** Opening Dataset records block **

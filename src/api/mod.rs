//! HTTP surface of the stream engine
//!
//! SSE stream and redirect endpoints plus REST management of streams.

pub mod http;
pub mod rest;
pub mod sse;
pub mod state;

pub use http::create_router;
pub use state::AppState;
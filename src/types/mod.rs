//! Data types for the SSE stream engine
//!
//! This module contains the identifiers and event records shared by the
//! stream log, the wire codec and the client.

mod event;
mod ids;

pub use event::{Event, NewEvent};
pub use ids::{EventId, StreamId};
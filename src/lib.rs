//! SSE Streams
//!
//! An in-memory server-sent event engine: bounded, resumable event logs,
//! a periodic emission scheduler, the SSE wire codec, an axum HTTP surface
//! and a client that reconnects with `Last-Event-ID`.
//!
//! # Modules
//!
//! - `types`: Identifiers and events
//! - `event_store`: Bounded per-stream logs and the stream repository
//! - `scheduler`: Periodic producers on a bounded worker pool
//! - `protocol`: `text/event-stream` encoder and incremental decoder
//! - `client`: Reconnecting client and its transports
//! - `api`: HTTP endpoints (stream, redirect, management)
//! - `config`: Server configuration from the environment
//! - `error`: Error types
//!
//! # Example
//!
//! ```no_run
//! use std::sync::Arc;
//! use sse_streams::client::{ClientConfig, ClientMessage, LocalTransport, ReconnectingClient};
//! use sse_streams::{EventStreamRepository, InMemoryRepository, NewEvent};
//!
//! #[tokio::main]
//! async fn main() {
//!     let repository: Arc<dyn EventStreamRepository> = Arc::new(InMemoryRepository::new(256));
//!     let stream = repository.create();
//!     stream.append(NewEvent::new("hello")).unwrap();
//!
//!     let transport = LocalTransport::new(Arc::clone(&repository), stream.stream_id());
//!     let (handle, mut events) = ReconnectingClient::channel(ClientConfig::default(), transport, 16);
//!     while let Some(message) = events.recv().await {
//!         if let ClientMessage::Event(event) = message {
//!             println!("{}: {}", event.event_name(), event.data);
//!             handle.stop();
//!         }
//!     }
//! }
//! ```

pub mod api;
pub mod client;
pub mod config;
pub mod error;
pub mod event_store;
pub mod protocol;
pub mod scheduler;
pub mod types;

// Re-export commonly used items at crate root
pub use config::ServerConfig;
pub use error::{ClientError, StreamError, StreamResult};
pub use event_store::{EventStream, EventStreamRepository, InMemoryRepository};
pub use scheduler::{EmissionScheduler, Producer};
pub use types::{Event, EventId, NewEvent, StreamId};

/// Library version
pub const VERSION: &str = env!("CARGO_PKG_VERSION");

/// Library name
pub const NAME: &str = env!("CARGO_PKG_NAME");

** Closing Dataset records block **
** Opening Dataset records block **

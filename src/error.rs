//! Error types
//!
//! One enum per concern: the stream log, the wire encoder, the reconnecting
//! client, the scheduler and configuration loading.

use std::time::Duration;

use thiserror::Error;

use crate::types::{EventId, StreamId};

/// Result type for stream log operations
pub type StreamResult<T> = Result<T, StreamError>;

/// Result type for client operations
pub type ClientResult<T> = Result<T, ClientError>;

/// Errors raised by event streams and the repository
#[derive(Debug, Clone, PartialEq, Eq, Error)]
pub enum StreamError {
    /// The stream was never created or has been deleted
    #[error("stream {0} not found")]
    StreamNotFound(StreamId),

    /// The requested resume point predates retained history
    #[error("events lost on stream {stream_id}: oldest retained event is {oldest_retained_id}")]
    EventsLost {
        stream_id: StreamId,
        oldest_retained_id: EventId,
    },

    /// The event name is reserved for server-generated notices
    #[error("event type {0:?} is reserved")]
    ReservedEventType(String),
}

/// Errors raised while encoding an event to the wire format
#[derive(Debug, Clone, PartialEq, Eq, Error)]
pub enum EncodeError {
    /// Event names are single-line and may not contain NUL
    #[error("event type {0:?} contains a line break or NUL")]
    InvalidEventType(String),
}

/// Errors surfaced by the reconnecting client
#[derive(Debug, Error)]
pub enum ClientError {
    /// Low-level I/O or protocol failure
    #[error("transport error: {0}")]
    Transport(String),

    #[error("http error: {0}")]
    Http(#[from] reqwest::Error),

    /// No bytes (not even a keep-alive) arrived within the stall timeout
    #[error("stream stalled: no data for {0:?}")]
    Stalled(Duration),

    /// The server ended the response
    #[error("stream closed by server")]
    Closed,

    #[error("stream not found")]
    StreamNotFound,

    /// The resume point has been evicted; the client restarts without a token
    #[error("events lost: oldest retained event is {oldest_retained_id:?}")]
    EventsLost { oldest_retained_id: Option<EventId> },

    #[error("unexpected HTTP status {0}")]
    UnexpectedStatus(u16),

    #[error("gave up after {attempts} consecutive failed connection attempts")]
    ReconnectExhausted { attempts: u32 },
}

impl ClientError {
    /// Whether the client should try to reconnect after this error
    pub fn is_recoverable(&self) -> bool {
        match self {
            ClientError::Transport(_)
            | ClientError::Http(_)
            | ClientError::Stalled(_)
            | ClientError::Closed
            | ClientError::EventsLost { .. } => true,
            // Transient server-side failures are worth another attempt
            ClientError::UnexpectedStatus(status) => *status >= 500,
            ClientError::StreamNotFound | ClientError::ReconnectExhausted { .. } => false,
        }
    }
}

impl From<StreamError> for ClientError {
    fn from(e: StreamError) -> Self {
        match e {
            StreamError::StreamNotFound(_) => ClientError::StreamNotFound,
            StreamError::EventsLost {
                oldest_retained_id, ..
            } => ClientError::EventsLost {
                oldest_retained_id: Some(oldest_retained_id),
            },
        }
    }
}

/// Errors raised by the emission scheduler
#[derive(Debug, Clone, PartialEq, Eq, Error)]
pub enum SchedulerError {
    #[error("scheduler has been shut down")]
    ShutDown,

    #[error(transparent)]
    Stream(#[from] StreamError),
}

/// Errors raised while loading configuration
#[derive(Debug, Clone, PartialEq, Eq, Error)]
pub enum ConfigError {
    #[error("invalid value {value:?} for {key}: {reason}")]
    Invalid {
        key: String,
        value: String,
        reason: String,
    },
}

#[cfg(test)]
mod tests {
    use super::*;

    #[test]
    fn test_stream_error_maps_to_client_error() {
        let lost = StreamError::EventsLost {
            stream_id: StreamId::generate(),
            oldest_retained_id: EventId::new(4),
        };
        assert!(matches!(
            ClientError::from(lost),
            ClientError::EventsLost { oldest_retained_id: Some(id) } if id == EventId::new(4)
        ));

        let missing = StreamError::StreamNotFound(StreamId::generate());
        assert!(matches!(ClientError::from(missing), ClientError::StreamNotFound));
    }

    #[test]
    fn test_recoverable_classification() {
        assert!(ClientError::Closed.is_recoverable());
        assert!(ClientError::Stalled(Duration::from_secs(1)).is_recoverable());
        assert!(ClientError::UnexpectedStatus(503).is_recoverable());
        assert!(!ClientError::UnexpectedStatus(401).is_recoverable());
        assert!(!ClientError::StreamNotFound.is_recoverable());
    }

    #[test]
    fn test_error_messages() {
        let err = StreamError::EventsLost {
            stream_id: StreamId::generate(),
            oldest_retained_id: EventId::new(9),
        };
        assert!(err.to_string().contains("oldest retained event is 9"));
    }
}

** Closing Dataset records block **

Search the records for lines holding the word "types", then copy each line you find.

filename src/types/mod.rs
//! Data types for the SSE stream engine
//! - `types`: Identifiers and events
//! - `error`: Error types
pub mod types;
pub use types::{Event, EventId, NewEvent, StreamId};
//! Error types
use crate::types::{EventId, StreamId};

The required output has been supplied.